## SOURCE RECORDS
◇ ◇ ◇ ◇

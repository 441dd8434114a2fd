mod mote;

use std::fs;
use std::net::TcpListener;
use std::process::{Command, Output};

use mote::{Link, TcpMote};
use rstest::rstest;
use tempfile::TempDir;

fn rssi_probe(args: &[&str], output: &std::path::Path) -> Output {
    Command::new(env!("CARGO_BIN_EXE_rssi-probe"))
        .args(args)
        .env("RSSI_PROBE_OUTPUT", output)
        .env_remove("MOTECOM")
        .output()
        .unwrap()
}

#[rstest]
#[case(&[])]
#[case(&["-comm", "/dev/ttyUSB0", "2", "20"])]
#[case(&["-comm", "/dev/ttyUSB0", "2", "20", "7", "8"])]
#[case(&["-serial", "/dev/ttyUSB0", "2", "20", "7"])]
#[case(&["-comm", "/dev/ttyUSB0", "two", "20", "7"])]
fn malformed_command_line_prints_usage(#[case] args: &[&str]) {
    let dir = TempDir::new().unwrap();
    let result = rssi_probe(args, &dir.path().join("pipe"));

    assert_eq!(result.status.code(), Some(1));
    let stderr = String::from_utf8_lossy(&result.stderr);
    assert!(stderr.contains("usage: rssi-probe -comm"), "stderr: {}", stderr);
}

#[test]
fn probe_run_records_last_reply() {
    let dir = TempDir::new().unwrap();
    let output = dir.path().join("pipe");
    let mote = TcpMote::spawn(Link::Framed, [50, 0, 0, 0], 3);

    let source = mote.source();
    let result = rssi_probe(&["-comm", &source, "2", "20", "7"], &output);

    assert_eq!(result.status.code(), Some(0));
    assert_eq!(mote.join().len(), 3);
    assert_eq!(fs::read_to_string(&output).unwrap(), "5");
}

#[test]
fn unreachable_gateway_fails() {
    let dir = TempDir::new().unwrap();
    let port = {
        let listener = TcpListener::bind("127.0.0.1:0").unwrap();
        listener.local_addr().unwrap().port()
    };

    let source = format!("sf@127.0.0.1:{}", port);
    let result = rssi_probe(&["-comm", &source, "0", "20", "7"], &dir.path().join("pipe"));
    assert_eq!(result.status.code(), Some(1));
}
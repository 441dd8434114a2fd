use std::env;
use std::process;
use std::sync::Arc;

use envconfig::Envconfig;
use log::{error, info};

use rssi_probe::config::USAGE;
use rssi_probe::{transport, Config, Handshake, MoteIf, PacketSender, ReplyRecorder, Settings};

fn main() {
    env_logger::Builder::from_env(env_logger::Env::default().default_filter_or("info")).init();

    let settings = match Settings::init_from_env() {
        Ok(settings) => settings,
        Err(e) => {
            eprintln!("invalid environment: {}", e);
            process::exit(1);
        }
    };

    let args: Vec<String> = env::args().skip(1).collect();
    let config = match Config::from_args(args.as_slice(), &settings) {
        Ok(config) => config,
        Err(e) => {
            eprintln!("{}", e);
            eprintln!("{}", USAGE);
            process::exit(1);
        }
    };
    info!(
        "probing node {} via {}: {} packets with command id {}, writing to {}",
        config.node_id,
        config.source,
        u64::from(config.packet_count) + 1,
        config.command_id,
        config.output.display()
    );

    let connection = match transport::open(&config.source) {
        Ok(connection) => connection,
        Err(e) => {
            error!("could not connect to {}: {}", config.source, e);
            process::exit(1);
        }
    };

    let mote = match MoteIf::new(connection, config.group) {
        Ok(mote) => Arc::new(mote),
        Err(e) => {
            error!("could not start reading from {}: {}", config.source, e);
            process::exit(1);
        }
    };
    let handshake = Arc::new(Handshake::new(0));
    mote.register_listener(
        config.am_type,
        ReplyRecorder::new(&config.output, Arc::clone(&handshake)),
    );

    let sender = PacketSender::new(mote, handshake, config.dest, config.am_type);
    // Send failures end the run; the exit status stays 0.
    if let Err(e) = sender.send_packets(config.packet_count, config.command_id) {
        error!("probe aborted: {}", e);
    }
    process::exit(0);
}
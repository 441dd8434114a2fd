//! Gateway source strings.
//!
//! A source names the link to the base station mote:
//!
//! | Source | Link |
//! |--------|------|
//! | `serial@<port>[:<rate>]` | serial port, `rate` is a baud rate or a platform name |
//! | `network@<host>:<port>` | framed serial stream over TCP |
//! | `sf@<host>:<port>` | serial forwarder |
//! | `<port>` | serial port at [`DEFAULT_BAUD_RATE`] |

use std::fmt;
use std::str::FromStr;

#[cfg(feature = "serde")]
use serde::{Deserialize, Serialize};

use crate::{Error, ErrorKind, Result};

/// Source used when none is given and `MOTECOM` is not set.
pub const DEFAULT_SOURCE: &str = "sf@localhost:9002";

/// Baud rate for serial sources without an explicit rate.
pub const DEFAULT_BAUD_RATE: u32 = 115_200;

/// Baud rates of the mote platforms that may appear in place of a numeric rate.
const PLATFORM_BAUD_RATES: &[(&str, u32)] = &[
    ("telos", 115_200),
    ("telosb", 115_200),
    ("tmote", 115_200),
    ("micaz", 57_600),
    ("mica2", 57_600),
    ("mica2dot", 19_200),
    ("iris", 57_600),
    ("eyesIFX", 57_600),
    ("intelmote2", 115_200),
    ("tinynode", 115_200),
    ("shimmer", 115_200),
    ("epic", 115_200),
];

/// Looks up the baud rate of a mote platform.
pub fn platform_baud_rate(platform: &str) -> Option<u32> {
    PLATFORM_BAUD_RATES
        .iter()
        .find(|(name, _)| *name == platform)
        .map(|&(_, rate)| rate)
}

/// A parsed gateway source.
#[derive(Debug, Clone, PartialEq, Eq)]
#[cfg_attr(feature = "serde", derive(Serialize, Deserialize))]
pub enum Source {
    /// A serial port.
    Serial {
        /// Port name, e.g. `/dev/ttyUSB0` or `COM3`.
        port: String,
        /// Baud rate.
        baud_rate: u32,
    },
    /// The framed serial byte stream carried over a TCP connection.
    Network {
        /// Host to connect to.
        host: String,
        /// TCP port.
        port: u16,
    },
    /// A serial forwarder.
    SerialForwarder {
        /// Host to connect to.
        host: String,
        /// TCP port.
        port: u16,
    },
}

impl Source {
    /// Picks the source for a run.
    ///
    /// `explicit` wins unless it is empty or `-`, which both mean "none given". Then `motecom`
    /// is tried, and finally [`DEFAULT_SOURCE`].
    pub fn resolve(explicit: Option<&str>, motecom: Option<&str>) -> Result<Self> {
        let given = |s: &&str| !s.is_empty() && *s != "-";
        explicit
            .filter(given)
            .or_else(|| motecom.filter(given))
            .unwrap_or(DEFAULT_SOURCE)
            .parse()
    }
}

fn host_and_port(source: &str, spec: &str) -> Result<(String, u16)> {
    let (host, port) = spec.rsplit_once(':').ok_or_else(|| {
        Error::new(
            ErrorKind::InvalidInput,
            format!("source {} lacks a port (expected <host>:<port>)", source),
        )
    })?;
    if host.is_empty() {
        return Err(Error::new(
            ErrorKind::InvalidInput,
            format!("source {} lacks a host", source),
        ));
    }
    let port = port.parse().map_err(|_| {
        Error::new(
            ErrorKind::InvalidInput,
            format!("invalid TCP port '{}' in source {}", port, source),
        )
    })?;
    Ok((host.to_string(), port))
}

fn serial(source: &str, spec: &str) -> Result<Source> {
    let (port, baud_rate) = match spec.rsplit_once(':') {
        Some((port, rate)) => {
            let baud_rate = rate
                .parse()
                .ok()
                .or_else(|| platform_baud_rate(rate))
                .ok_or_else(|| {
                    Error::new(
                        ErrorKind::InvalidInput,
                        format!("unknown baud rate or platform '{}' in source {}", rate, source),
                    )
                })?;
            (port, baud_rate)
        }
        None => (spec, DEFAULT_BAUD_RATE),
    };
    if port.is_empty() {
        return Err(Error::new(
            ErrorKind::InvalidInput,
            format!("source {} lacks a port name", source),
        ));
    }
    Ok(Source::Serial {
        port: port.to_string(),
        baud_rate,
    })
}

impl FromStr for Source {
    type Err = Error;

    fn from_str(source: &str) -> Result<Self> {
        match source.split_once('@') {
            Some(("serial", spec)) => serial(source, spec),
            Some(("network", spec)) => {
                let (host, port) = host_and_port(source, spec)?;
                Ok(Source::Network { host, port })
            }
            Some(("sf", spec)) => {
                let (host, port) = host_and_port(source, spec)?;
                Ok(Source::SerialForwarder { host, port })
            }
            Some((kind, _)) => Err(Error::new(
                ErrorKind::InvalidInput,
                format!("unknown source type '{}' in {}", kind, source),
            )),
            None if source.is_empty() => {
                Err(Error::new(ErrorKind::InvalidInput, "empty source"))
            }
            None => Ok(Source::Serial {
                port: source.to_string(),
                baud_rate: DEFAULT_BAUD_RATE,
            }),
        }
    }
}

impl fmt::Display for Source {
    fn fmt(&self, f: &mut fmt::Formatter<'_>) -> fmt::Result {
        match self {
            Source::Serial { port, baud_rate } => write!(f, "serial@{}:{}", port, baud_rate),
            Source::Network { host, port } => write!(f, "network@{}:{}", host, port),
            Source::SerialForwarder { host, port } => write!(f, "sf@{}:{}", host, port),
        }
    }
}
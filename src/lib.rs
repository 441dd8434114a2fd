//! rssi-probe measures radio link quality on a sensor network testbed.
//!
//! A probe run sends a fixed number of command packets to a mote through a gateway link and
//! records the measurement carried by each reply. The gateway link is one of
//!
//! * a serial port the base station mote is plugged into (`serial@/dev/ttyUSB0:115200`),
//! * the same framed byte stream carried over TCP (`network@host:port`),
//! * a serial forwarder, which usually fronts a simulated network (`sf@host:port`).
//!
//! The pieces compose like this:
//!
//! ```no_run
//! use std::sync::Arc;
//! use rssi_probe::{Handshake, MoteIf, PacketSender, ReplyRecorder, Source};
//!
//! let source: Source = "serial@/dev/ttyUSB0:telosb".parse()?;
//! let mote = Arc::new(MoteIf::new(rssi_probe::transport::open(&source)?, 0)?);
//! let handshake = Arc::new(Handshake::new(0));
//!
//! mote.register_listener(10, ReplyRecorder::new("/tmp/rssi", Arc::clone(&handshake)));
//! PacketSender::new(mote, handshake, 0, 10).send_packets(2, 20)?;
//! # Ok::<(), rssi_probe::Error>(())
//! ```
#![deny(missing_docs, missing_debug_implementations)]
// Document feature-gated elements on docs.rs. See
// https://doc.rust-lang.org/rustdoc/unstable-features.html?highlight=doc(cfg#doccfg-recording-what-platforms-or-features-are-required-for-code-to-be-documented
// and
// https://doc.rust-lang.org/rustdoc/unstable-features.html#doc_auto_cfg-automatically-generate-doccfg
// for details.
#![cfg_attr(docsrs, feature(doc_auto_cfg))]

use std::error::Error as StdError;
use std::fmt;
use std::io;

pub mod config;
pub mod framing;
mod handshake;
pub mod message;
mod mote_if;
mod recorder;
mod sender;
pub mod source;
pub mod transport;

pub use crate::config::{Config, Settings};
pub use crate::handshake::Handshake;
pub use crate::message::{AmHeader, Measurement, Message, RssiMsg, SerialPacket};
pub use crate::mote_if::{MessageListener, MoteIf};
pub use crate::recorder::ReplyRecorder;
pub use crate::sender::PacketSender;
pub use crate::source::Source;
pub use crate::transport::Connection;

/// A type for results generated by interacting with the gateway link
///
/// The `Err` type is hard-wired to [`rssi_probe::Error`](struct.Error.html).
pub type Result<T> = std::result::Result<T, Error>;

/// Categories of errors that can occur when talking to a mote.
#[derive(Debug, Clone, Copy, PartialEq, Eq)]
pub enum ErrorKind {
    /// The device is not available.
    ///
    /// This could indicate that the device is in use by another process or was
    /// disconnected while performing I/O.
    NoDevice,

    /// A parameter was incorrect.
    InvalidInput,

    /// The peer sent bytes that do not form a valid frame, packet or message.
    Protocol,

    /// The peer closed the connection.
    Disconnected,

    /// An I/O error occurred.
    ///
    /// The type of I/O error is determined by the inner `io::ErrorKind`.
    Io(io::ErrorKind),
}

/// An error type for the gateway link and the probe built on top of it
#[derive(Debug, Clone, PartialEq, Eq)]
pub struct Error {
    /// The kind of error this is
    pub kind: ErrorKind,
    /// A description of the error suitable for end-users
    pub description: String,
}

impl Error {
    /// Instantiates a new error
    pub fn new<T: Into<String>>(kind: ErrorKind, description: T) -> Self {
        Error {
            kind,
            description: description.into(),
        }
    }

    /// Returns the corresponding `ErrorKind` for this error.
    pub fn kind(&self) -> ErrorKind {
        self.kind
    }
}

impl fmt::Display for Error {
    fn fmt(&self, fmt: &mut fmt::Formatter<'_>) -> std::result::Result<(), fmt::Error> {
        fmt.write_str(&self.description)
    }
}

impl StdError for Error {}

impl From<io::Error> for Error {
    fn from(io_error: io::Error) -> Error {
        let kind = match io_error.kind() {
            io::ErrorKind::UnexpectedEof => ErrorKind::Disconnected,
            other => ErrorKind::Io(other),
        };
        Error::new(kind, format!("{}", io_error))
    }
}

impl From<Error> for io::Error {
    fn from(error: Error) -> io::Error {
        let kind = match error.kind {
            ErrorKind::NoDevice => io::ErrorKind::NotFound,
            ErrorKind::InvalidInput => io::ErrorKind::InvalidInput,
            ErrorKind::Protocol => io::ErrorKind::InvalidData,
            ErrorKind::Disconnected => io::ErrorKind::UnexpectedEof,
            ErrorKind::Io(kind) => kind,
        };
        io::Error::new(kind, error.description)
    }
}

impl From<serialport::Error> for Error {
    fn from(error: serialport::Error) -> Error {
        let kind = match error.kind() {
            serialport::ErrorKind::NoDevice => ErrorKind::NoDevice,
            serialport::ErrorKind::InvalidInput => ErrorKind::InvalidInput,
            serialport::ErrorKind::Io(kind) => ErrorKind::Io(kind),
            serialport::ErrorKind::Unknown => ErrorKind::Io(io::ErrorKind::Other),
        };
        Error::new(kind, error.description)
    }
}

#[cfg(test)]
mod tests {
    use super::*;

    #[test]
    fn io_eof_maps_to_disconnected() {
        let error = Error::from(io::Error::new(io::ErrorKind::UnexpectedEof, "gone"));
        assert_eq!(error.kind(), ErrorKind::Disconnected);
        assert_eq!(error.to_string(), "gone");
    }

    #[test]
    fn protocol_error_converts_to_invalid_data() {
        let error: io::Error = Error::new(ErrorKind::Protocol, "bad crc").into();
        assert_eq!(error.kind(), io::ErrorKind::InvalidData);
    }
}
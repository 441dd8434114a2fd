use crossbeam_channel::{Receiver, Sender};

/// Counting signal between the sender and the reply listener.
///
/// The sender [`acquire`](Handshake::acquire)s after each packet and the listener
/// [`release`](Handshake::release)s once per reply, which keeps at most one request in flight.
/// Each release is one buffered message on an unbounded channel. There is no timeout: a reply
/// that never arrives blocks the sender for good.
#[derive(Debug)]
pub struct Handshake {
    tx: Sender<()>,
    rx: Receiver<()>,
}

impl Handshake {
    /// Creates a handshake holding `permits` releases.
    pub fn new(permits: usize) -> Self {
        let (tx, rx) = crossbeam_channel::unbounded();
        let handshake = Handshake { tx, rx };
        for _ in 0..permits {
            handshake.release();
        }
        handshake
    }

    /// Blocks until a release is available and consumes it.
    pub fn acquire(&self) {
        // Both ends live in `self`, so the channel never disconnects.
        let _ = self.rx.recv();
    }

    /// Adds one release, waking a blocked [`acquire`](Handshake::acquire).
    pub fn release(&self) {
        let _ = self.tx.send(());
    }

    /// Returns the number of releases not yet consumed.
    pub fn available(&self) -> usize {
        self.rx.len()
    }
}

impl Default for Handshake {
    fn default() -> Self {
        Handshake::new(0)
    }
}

◇ ◇ ◇ ◇

Of all the entries above, repeat only the lines from the line that has "impl fmt::Display for Source" to the line that has "a gateway link and", both lines included, exactly.

## REPLY TO THE EXERCISE
impl fmt::Display for Source {
    fn fmt(&self, f: &mut fmt::Formatter<'_>) -> fmt::Result {
        match self {
            Source::Serial { port, baud_rate } => write!(f, "serial@{}:{}", port, baud_rate),
            Source::Network { host, port } => write!(f, "network@{}:{}", host, port),
            Source::SerialForwarder { host, port } => write!(f, "sf@{}:{}", host, port),
        }
    }
}
filename src/lib.rs
repository 441dd8434114a2fd
//! rssi-probe measures radio link quality on a sensor network testbed.
//!
//! A probe run sends a fixed number of command packets to a mote through a gateway link and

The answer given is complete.